Stored items:

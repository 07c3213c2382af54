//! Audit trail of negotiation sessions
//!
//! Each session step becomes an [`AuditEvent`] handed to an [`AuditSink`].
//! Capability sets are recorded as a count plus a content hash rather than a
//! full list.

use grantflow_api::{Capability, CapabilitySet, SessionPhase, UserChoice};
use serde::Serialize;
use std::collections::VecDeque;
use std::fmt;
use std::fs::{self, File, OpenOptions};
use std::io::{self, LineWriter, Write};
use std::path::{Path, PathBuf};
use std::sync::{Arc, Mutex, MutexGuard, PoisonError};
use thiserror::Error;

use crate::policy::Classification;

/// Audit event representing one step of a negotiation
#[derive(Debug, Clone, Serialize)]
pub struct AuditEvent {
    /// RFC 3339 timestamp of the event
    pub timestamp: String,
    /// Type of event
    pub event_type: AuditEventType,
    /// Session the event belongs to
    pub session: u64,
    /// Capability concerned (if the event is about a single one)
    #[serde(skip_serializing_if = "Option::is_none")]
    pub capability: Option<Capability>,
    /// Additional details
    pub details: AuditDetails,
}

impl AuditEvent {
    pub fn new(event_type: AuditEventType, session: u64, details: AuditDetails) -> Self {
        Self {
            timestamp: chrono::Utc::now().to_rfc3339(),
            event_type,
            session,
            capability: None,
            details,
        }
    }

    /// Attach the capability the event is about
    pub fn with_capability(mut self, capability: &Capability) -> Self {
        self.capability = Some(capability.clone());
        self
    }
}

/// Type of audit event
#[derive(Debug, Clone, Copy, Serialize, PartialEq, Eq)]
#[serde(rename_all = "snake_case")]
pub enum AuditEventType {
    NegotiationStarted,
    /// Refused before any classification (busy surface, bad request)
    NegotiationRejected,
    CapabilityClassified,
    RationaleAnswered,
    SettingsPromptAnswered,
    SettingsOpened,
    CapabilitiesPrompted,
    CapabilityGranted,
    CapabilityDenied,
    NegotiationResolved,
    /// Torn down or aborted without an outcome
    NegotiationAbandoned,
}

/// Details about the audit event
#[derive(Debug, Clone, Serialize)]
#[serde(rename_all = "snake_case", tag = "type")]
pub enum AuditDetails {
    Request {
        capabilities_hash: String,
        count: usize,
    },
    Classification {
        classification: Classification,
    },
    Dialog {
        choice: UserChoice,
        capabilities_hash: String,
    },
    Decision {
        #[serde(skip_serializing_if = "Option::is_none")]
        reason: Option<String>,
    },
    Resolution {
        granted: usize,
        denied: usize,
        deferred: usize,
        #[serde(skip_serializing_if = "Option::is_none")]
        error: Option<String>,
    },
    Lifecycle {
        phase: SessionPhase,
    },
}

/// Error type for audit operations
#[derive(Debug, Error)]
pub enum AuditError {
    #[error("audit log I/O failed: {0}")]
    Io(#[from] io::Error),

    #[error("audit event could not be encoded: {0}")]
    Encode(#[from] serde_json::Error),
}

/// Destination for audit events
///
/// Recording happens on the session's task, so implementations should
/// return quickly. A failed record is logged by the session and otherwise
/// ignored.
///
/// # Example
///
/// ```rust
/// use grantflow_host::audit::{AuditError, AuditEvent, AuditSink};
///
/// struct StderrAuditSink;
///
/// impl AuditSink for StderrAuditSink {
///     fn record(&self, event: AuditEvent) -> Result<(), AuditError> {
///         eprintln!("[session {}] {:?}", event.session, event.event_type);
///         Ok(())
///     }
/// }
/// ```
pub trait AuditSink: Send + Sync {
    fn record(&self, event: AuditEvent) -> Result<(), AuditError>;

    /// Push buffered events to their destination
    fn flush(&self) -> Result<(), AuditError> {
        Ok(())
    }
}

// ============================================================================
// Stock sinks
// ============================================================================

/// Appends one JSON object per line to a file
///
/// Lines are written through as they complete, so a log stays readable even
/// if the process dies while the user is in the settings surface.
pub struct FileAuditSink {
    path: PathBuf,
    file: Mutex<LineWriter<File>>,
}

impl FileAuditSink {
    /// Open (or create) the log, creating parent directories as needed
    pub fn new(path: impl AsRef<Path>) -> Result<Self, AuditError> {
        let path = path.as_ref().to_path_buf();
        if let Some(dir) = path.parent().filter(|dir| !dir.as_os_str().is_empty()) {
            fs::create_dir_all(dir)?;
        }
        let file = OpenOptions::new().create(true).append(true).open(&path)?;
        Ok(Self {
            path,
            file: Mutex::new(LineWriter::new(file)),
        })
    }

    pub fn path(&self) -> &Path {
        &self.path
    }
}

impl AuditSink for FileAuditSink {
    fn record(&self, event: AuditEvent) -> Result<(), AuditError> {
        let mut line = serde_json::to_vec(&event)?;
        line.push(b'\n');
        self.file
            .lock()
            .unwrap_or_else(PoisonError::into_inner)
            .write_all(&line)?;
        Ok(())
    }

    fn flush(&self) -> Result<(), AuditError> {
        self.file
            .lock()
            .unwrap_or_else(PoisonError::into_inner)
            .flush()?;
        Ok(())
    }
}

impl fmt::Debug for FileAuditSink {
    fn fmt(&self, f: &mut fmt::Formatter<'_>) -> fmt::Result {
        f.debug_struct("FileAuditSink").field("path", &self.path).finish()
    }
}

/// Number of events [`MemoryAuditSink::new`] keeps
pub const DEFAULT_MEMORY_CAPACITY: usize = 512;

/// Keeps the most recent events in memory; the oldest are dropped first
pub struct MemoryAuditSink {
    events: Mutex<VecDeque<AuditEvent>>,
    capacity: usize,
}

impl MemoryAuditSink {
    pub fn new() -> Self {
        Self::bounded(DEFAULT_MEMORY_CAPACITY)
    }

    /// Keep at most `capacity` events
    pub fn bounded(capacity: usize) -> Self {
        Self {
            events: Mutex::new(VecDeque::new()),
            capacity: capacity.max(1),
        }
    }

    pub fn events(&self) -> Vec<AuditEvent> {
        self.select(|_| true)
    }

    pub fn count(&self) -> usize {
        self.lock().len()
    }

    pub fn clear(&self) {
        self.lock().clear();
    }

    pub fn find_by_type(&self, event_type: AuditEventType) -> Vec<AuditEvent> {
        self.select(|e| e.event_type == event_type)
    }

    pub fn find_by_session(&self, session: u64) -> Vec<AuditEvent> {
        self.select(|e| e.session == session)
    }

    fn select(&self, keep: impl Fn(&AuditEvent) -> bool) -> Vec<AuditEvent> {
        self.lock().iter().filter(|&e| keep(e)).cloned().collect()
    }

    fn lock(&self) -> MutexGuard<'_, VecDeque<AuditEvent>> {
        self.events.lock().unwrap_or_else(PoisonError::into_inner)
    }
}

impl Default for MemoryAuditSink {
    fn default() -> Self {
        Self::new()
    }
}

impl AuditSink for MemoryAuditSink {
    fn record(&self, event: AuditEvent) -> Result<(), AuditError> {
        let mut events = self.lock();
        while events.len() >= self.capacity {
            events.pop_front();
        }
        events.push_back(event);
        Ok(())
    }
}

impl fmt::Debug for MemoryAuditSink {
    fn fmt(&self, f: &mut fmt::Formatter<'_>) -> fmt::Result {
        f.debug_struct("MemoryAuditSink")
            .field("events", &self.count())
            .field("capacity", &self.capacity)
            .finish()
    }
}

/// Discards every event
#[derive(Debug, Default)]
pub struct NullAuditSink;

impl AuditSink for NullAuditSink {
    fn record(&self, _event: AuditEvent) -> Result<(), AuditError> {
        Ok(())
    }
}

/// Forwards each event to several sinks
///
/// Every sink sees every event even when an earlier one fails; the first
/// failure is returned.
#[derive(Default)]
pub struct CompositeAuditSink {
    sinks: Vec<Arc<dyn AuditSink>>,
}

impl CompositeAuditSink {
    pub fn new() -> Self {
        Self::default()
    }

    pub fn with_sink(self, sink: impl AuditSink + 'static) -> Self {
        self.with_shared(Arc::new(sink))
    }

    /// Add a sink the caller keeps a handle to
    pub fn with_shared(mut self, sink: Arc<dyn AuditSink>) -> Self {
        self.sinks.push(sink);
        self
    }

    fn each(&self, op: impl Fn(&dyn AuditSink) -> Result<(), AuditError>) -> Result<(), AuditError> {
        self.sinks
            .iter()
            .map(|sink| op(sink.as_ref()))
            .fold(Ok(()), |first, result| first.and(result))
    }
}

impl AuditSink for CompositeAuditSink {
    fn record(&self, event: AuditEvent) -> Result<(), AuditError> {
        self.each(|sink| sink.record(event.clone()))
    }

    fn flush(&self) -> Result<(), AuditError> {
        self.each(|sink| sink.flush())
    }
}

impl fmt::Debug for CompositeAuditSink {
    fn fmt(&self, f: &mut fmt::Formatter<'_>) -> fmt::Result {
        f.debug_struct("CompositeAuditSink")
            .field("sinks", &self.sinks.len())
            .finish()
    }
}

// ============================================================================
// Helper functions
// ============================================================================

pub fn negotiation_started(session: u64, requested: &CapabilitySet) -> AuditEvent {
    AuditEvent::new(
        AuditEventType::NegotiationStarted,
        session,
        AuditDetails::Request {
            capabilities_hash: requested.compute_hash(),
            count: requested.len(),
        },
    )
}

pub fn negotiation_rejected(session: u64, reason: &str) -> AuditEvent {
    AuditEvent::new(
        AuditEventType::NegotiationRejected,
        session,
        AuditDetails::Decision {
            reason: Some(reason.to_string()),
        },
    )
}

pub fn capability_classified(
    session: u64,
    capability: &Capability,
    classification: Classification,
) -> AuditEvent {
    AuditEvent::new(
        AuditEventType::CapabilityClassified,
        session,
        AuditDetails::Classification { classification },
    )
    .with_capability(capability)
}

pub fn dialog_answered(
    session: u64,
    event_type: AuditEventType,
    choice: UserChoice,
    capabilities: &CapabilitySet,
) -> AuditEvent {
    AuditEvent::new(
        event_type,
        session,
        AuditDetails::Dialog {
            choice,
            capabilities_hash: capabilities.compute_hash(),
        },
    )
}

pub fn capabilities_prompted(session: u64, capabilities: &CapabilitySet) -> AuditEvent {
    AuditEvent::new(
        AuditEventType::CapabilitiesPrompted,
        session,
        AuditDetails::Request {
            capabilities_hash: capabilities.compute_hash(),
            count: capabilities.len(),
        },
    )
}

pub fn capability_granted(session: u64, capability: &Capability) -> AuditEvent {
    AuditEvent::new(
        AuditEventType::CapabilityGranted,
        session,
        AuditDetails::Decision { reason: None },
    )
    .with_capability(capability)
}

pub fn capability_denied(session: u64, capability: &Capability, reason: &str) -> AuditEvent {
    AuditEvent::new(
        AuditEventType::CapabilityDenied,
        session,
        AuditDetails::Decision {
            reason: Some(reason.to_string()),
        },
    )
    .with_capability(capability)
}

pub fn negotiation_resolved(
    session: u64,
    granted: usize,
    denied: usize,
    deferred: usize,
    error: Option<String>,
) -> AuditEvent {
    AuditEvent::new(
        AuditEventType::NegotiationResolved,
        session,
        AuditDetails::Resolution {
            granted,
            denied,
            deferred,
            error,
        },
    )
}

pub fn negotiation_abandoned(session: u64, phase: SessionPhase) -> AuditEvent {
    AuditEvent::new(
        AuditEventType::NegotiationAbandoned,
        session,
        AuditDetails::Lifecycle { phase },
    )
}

Prompt:
Output only an exact transcription of the lines above from the one with "use serde::Serialize;" up to and including the one with "of audit event".

Your solution:
use serde::Serialize;
use std::collections::VecDeque;
use std::fmt;
use std::fs::{self, File, OpenOptions};
use std::io::{self, LineWriter, Write};
use std::path::{Path, PathBuf};
use std::sync::{Arc, Mutex, MutexGuard, PoisonError};
use thiserror::Error;

use crate::policy::Classification;

/// Audit event representing one step of a negotiation
#[derive(Debug, Clone, Serialize)]
pub struct AuditEvent {
    /// RFC 3339 timestamp of the event
    pub timestamp: String,
    /// Type of event
    pub event_type: AuditEventType,
    /// Session the event belongs to
    pub session: u64,
    /// Capability concerned (if the event is about a single one)
    #[serde(skip_serializing_if = "Option::is_none")]
    pub capability: Option<Capability>,
    /// Additional details
    pub details: AuditDetails,
}

impl AuditEvent {
    pub fn new(event_type: AuditEventType, session: u64, details: AuditDetails) -> Self {
        Self {
            timestamp: chrono::Utc::now().to_rfc3339(),
            event_type,
            session,
            capability: None,
            details,
        }
    }

    /// Attach the capability the event is about
    pub fn with_capability(mut self, capability: &Capability) -> Self {
        self.capability = Some(capability.clone());
        self
    }
}

/// Type of audit event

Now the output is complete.